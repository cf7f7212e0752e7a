//! Hardware capability, component graph and buffer pools.
//!
//! The multimedia stack is reached only through the [`Hardware`] trait.
//! [`Graph`] owns every component, port, connection and pool created for
//! one session and keeps them keyed by stable ids, so ports and pools refer
//! to their owner by value rather than by pointer.

mod buffer;
mod error;
mod format;
mod graph;
mod host;
mod param;
mod pool;
pub mod sim;

pub use buffer::{BufferFlags, BufferHeader};
pub use error::{HalError, Rejected, Status};
pub use format::{align_up, Encoding, PortFormat, Rect, VideoFormat};
pub use graph::{Component, Graph, Port};
pub use host::Host;
pub use param::{
    CameraConfig, CameraInfo, CameraSettings, DisplayRegion, IntraRefresh, Mirror, Parameter,
    ParameterId, Rational, TextAnnotation, Thumbnail,
};
pub use pool::{BufferPool, PortFeeder};

use std::fmt;

use crossbeam_channel::Sender;

/// Result type for hardware operations.
pub type HalResult<T> = Result<T, HalError>;

/// Stable identifier of a component.
#[derive(Debug, Clone, Copy, PartialEq, Eq, PartialOrd, Ord, Hash)]
pub struct ComponentId(pub u32);

/// Stable identifier of a connection.
#[derive(Debug, Clone, Copy, PartialEq, Eq, PartialOrd, Ord, Hash)]
pub struct ConnectionId(pub u32);

/// Port direction.
#[derive(Debug, Clone, Copy, PartialEq, Eq, PartialOrd, Ord, Hash)]
pub enum PortKind {
    Control,
    Input,
    Output,
}

/// A port addressed by owning component, direction and index.
#[derive(Debug, Clone, Copy, PartialEq, Eq, PartialOrd, Ord, Hash)]
pub struct PortRef {
    pub component: ComponentId,
    pub kind: PortKind,
    pub index: u8,
}

impl PortRef {
    /// The control port of a component.
    pub fn control(component: ComponentId) -> Self {
        Self {
            component,
            kind: PortKind::Control,
            index: 0,
        }
    }

    /// An input port of a component.
    pub fn input(component: ComponentId, index: u8) -> Self {
        Self {
            component,
            kind: PortKind::Input,
            index,
        }
    }

    /// An output port of a component.
    pub fn output(component: ComponentId, index: u8) -> Self {
        Self {
            component,
            kind: PortKind::Output,
            index,
        }
    }
}

impl fmt::Display for PortRef {
    fn fmt(&self, f: &mut fmt::Formatter<'_>) -> fmt::Result {
        let kind = match self.kind {
            PortKind::Control => "control",
            PortKind::Input => "in",
            PortKind::Output => "out",
        };
        write!(f, "{}:{}{}", self.component.0, kind, self.index)
    }
}

/// Kinds of processing stage the hardware can instantiate.
#[derive(Debug, Clone, Copy, PartialEq, Eq, Hash)]
pub enum ComponentKind {
    Camera,
    CameraInfo,
    VideoEncoder,
    ImageEncoder,
    VideoRenderer,
    NullSink,
}

impl ComponentKind {
    /// Returns the vendor component name.
    pub fn name(self) -> &'static str {
        match self {
            Self::Camera => "vc.ril.camera",
            Self::CameraInfo => "vc.camera_info",
            Self::VideoEncoder => "vc.ril.video_encode",
            Self::ImageEncoder => "vc.ril.image_encode",
            Self::VideoRenderer => "vc.ril.video_render",
            Self::NullSink => "vc.null_sink",
        }
    }
}

/// Number of ports a freshly created component exposes.
#[derive(Debug, Clone, Copy, PartialEq, Eq)]
pub struct PortLayout {
    pub inputs: u8,
    pub outputs: u8,
}

/// Events delivered on a control port.
#[derive(Debug, Clone, PartialEq)]
pub enum ControlEvent {
    /// Camera settings changed.
    SettingsChanged(CameraSettings),

    /// The component reported an error.
    Error(Status),
}

/// Where an enabled port delivers its completions.
#[derive(Debug, Clone)]
pub enum PortSink {
    /// Tunnelled or otherwise application-invisible.
    None,

    /// Filled buffers from an output port.
    Buffers(Sender<BufferHeader>),

    /// Events from a control port.
    Events(Sender<ControlEvent>),
}

/// The hardware capability the pipeline is built on.
///
/// Implementations deliver completions on their own threads through the
/// sink handed to [`Hardware::enable_port`], and return every queued buffer
/// through that sink before [`Hardware::disable_port`] returns.
pub trait Hardware: Send + Sync {
    /// One-time host bring-up.
    fn bring_up(&self) -> HalResult<()>;

    /// Instantiate a component.
    fn create_component(&self, kind: ComponentKind) -> HalResult<(ComponentId, PortLayout)>;

    /// Destroy a component. It must have no live connections.
    fn destroy_component(&self, id: ComponentId) -> HalResult<()>;

    /// Enable a component.
    fn enable_component(&self, id: ComponentId) -> HalResult<()>;

    /// Disable a component.
    fn disable_component(&self, id: ComponentId) -> HalResult<()>;

    /// Set a parameter on a port.
    fn set_parameter(&self, port: PortRef, param: &Parameter) -> HalResult<()>;

    /// Read a parameter from a port.
    fn get_parameter(&self, port: PortRef, id: ParameterId) -> HalResult<Parameter>;

    /// Commit a format and return what the hardware negotiated.
    fn commit_format(&self, port: PortRef, format: &PortFormat) -> HalResult<PortFormat>;

    /// Enable a port with the given completion sink.
    fn enable_port(&self, port: PortRef, sink: PortSink) -> HalResult<()>;

    /// Disable a port, returning any buffers it holds.
    fn disable_port(&self, port: PortRef) -> HalResult<()>;

    /// Hand an empty buffer to an output port.
    fn send_buffer(&self, port: PortRef, buffer: BufferHeader) -> Result<(), Rejected>;

    /// Create a tunnelled connection with allocation on the input side.
    fn create_connection(&self, output: PortRef, input: PortRef) -> HalResult<ConnectionId>;

    /// Enable a connection.
    fn enable_connection(&self, id: ConnectionId) -> HalResult<()>;

    /// Disable a connection.
    fn disable_connection(&self, id: ConnectionId) -> HalResult<()>;

    /// Destroy a connection.
    fn destroy_connection(&self, id: ConnectionId) -> HalResult<()>;
}
//! Buffer completion handling.
//!
//! Each enabled encoder output delivers filled buffers on a bounded
//! channel. A worker thread drains it, copies the payload out, hands the
//! buffer back to the port through its [`PortFeeder`] and only then passes
//! the assembled frame on.

use std::sync::atomic::{AtomicBool, Ordering};
use std::sync::Arc;
use std::thread::{self, JoinHandle};
use std::time::{Duration, Instant};

use bytes::{Bytes, BytesMut};
use crossbeam_channel::{Receiver, Sender};
use picam_mmal::{BufferFlags, BufferHeader, PortFeeder};
use picam_types::PipelineEvent;
use tracing::{debug, error, info, trace, warn};

use crate::events::EventSink;
use crate::metrics::MetricsCollector;
use crate::pacing::SegmentCounter;

/// One logical encoded video frame.
#[derive(Debug, Clone)]
pub struct EncodedFrame {
    /// Microseconds since the first delivered frame.
    pub timestamp: i64,

    /// Payload of every fragment of the frame.
    pub data: Bytes,

    /// Payload offset within the first fragment's buffer.
    pub offset: usize,

    pub keyframe: bool,

    /// Output segment the frame belongs to.
    pub segment: u32,
}

/// A completed still image.
#[derive(Debug, Clone)]
pub struct StillImage {
    /// Frame index, or Unix time in timestamp mode.
    pub frame: u64,

    pub data: Bytes,

    /// The hardware flagged the last buffer as failed.
    pub truncated: bool,
}

/// Decides when the output moves to a new segment.
pub(crate) struct Segmenter {
    counter: SegmentCounter,
    segment_size: Option<Duration>,
    split_wait: bool,
    split_now: Arc<AtomicBool>,
    base_time: Option<Instant>,
}

impl Segmenter {
    pub(crate) fn new(
        counter: SegmentCounter,
        segment_size: Option<Duration>,
        split_wait: bool,
        split_now: Arc<AtomicBool>,
    ) -> Self {
        Self {
            counter,
            segment_size,
            split_wait,
            split_now,
            base_time: None,
        }
    }

    fn current(&self) -> u32 {
        self.counter.current()
    }

    /// Segment times count from the first completion.
    fn observe(&mut self, now: Instant) {
        self.base_time.get_or_insert(now);
    }

    /// Codec headers mark a point where a new segment may start.
    fn on_codec_config(&mut self, now: Instant) -> Option<u32> {
        let base = *self.base_time.get_or_insert(now);
        let size_elapsed = self
            .segment_size
            .is_some_and(|size| now.duration_since(base) > size);
        let split = self.split_wait && self.split_now.load(Ordering::SeqCst);
        if !(size_elapsed || split) {
            return None;
        }

        self.base_time = Some(now);
        self.split_now.store(false, Ordering::SeqCst);
        Some(self.counter.advance())
    }
}

/// Result of feeding one buffer to the video assembler.
#[derive(Debug)]
pub(crate) enum Dispatch {
    Frame(EncodedFrame),
    Rotated(u32),
    /// A frame was dropped for a missing or repeated timestamp.
    Skipped,
}

/// Rebuilds logical frames from encoder output buffers.
pub(crate) struct VideoFrameAssembler {
    pending: BytesMut,
    offset: usize,
    keyframe: bool,
    start_pts: Option<i64>,
    last_pts: Option<i64>,
    segments: Segmenter,
}

impl VideoFrameAssembler {
    pub(crate) fn new(segments: Segmenter) -> Self {
        Self {
            pending: BytesMut::new(),
            offset: 0,
            keyframe: false,
            start_pts: None,
            last_pts: None,
            segments,
        }
    }

    pub(crate) fn push(&mut self, buffer: &BufferHeader) -> Option<Dispatch> {
        let now = Instant::now();
        self.segments.observe(now);
        let flags = buffer.flags;

        if flags.contains(BufferFlags::CONFIG) {
            return self.segments.on_codec_config(now).map(Dispatch::Rotated);
        }
        if buffer.length() == 0 {
            return None;
        }
        if flags.contains(BufferFlags::CODECSIDEINFO) {
            debug!("IMV of length {}", buffer.length());
            return None;
        }

        if self.pending.is_empty() {
            self.offset = buffer.offset;
        }
        self.pending.extend_from_slice(buffer.payload());
        self.keyframe |= flags.contains(BufferFlags::KEYFRAME);

        let frame_end =
            flags.is_empty() || flags.intersects(BufferFlags::FRAME_END | BufferFlags::KEYFRAME);
        if !frame_end {
            return None;
        }

        let data = self.pending.split().freeze();
        let keyframe = std::mem::take(&mut self.keyframe);
        match buffer.pts {
            Some(pts) if self.last_pts != Some(pts) => {
                let start = *self.start_pts.get_or_insert(pts);
                self.last_pts = Some(pts);
                Some(Dispatch::Frame(EncodedFrame {
                    timestamp: pts - start,
                    data,
                    offset: self.offset,
                    keyframe,
                    segment: self.segments.current(),
                }))
            }
            _ => Some(Dispatch::Skipped),
        }
    }
}

/// Release a completed buffer and send a replacement to the port.
fn recycle(feeder: &PortFeeder, buffer: BufferHeader, metrics: &MetricsCollector) {
    if let Err(e) = feeder.recycle(buffer) {
        error!(port = %feeder.port(), "Unable to return a buffer to the encoder port: {}", e);
        metrics.record_resubmit_failure();
    }
}

/// Drain a video encoder output until the port is disabled.
pub(crate) fn spawn_video_worker<F>(
    rx: Receiver<BufferHeader>,
    feeder: PortFeeder,
    mut assembler: VideoFrameAssembler,
    mut on_frame: F,
    metrics: Arc<MetricsCollector>,
    events: EventSink,
) -> JoinHandle<()>
where
    F: FnMut(EncodedFrame) + Send + 'static,
{
    thread::spawn(move || {
        debug!(port = %feeder.port(), "Video dispatch started");
        for buffer in rx.iter() {
            let dispatch = assembler.push(&buffer);
            recycle(&feeder, buffer, &metrics);

            match dispatch {
                Some(Dispatch::Frame(frame)) => {
                    metrics.record_frame(frame.data.len());
                    on_frame(frame);
                }
                Some(Dispatch::Rotated(segment)) => {
                    info!(segment, "Starting new segment");
                    metrics.record_segment();
                    events.send(PipelineEvent::SegmentRotated { segment });
                }
                Some(Dispatch::Skipped) => {
                    trace!("Skipping buffer with unknown or repeated timestamp");
                    metrics.record_skip();
                }
                None => {}
            }
        }
        debug!(port = %feeder.port(), "Video dispatch stopped");
    })
}

/// Accumulates the buffers of one still image.
pub(crate) struct StillRequest {
    frame: u64,
    image: BytesMut,
}

impl StillRequest {
    pub(crate) fn new(frame: u64) -> Self {
        Self {
            frame,
            image: BytesMut::new(),
        }
    }

    /// Append a buffer; returns the image once it is complete.
    pub(crate) fn push(&mut self, buffer: &BufferHeader) -> Option<StillImage> {
        if buffer.length() > 0 {
            self.image.extend_from_slice(buffer.payload());
        }

        let failed = buffer.flags.contains(BufferFlags::TRANSMISSION_FAILED);
        if !failed && !buffer.flags.contains(BufferFlags::FRAME_END) {
            return None;
        }
        Some(StillImage {
            frame: self.frame,
            data: self.image.split().freeze(),
            truncated: failed,
        })
    }
}

/// Drain an image encoder output for one capture.
///
/// The finished image is sent on `done`; buffers are recycled until the
/// port is disabled.
pub(crate) fn spawn_still_worker(
    rx: Receiver<BufferHeader>,
    feeder: PortFeeder,
    request: StillRequest,
    done: Sender<StillImage>,
    abort: Arc<AtomicBool>,
    metrics: Arc<MetricsCollector>,
) -> JoinHandle<()> {
    thread::spawn(move || {
        let mut request = Some(request);
        for buffer in rx.iter() {
            let completed = request.as_mut().and_then(|r| r.push(&buffer));
            recycle(&feeder, buffer, &metrics);

            if let Some(image) = completed {
                request = None;
                if done.send(image).is_err() {
                    warn!("Still capture abandoned - aborting");
                    abort.store(true, Ordering::SeqCst);
                }
            }
        }
        trace!(port = %feeder.port(), "Still dispatch stopped");
    })
}

#[cfg(test)]
mod tests {
    use super::*;
    use picam_mmal::{BufferPool, ComponentId, PortRef};

    fn pool() -> BufferPool {
        BufferPool::new(PortRef::output(ComponentId(1), 0), 4, 64)
    }

    fn buffer(pool: &BufferPool, flags: BufferFlags, pts: Option<i64>, payload: &[u8]) -> BufferHeader {
        let mut buffer = pool.get().unwrap();
        buffer.fill(payload);
        buffer.flags = flags;
        buffer.pts = pts;
        buffer
    }

    fn assembler(split_now: Arc<AtomicBool>, wrap: u32) -> VideoFrameAssembler {
        VideoFrameAssembler::new(Segmenter::new(
            SegmentCounter::new(1, wrap),
            None,
            true,
            split_now,
        ))
    }

    fn feed(assembler: &mut VideoFrameAssembler, pool: &BufferPool, buffer: BufferHeader) -> Option<Dispatch> {
        let result = assembler.push(&buffer);
        pool.release(buffer).unwrap();
        result
    }

    #[test]
    fn test_fragments_form_one_frame() {
        let pool = pool();
        let mut assembler = assembler(Arc::default(), 0);

        let first = buffer(&pool, BufferFlags::KEYFRAME | BufferFlags::FRAME_END, Some(1000), b"key");
        let Some(Dispatch::Frame(frame)) = feed(&mut assembler, &pool, first) else {
            panic!("keyframe not delivered");
        };
        assert_eq!(frame.timestamp, 0);
        assert!(frame.keyframe);

        let start = buffer(&pool, BufferFlags::FRAME_START, Some(2000), b"ab");
        assert!(feed(&mut assembler, &pool, start).is_none());
        let end = buffer(&pool, BufferFlags::FRAME_END, Some(2000), b"cd");
        let Some(Dispatch::Frame(frame)) = feed(&mut assembler, &pool, end) else {
            panic!("frame not delivered");
        };
        assert_eq!(&frame.data[..], b"abcd");
        assert_eq!(frame.timestamp, 1000);
        assert!(!frame.keyframe);
        assert_eq!(pool.available(), 4);
    }

    #[test]
    fn test_repeated_and_unknown_timestamps_skipped() {
        let pool = pool();
        let mut assembler = assembler(Arc::default(), 0);

        let frame = buffer(&pool, BufferFlags::FRAME_END, Some(5), b"x");
        assert!(matches!(feed(&mut assembler, &pool, frame), Some(Dispatch::Frame(_))));
        let repeat = buffer(&pool, BufferFlags::FRAME_END, Some(5), b"y");
        assert!(matches!(feed(&mut assembler, &pool, repeat), Some(Dispatch::Skipped)));
        let unknown = buffer(&pool, BufferFlags::FRAME_END, None, b"z");
        assert!(matches!(feed(&mut assembler, &pool, unknown), Some(Dispatch::Skipped)));
    }

    #[test]
    fn test_codec_config_rotates_when_split_armed() {
        let pool = pool();
        let split_now = Arc::new(AtomicBool::new(false));
        let mut assembler = assembler(Arc::clone(&split_now), 2);

        let header = buffer(&pool, BufferFlags::CONFIG, None, b"sps");
        assert!(feed(&mut assembler, &pool, header).is_none());

        split_now.store(true, Ordering::SeqCst);
        let header = buffer(&pool, BufferFlags::CONFIG, None, b"sps");
        assert!(matches!(feed(&mut assembler, &pool, header), Some(Dispatch::Rotated(2))));
        assert!(!split_now.load(Ordering::SeqCst));

        split_now.store(true, Ordering::SeqCst);
        let header = buffer(&pool, BufferFlags::CONFIG, None, b"sps");
        assert!(matches!(feed(&mut assembler, &pool, header), Some(Dispatch::Rotated(1))));

        let frame = buffer(&pool, BufferFlags::KEYFRAME, Some(9), b"k");
        let Some(Dispatch::Frame(frame)) = feed(&mut assembler, &pool, frame) else {
            panic!("frame not delivered");
        };
        assert_eq!(frame.segment, 1);
    }

    #[test]
    fn test_segment_size_rotates_after_elapsed() {
        let pool = pool();
        let mut assembler = VideoFrameAssembler::new(Segmenter::new(
            SegmentCounter::new(1, 0),
            Some(Duration::from_millis(5)),
            false,
            Arc::default(),
        ));

        let frame = buffer(&pool, BufferFlags::FRAME_END, Some(1), b"a");
        feed(&mut assembler, &pool, frame);
        thread::sleep(Duration::from_millis(20));
        let header = buffer(&pool, BufferFlags::CONFIG, None, b"sps");
        assert!(matches!(feed(&mut assembler, &pool, header), Some(Dispatch::Rotated(2))));
    }

    #[test]
    fn test_side_info_not_delivered() {
        let pool = pool();
        let mut assembler = assembler(Arc::default(), 0);
        let side = buffer(&pool, BufferFlags::CODECSIDEINFO, Some(3), b"mv");
        assert!(feed(&mut assembler, &pool, side).is_none());
    }

    #[test]
    fn test_still_request_accumulates() {
        let pool = pool();
        let mut request = StillRequest::new(7);

        let part = buffer(&pool, BufferFlags::empty(), Some(1), b"\xff\xd8ab");
        assert!(request.push(&part).is_none());
        pool.release(part).unwrap();

        let last = buffer(&pool, BufferFlags::FRAME_END, Some(1), b"cd\xff\xd9");
        let image = request.push(&last).unwrap();
        pool.release(last).unwrap();
        assert_eq!(image.frame, 7);
        assert_eq!(&image.data[..], b"\xff\xd8abcd\xff\xd9");
        assert!(!image.truncated);
    }

    #[test]
    fn test_transmission_failure_completes_image() {
        let pool = pool();
        let mut request = StillRequest::new(0);
        let failed = buffer(&pool, BufferFlags::TRANSMISSION_FAILED, None, b"abc");
        let image = request.push(&failed).unwrap();
        assert!(image.truncated);
        assert_eq!(image.data.len(), 3);
    }

    #[test]
    fn test_failed_resubmit_is_counted() {
        use picam_mmal::sim::SimulatedHardware;
        use picam_mmal::{ComponentKind, Hardware, Host};

        let host = Host::new(Arc::new(SimulatedHardware::default()));
        host.bring_up().unwrap();
        let mut graph = host.graph().unwrap();
        let camera = graph.create_component(ComponentKind::Camera).unwrap();
        let output = PortRef::output(camera, 0);
        graph.set_buffer_requirements(output, 2, 64).unwrap();
        graph.create_pool(output).unwrap();
        let rx = graph.enable_output(output).unwrap();
        let feeder = graph.feeder(output).unwrap();
        feeder.prime().unwrap();

        // The port goes away underneath a still enabled feeder.
        graph.hardware().disable_port(output).unwrap();
        let metrics = MetricsCollector::new();
        let buffer = rx.recv_timeout(Duration::from_secs(1)).unwrap();
        recycle(&feeder, buffer, &metrics);

        assert_eq!(metrics.resubmit_failures(), 1);
        assert_eq!(feeder.pool().counts(), (1, 1));
    }
}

The problem: Check every line above for the string "VideoFrameAssembler" and state how many have it, with no other words.

Exercise output: 7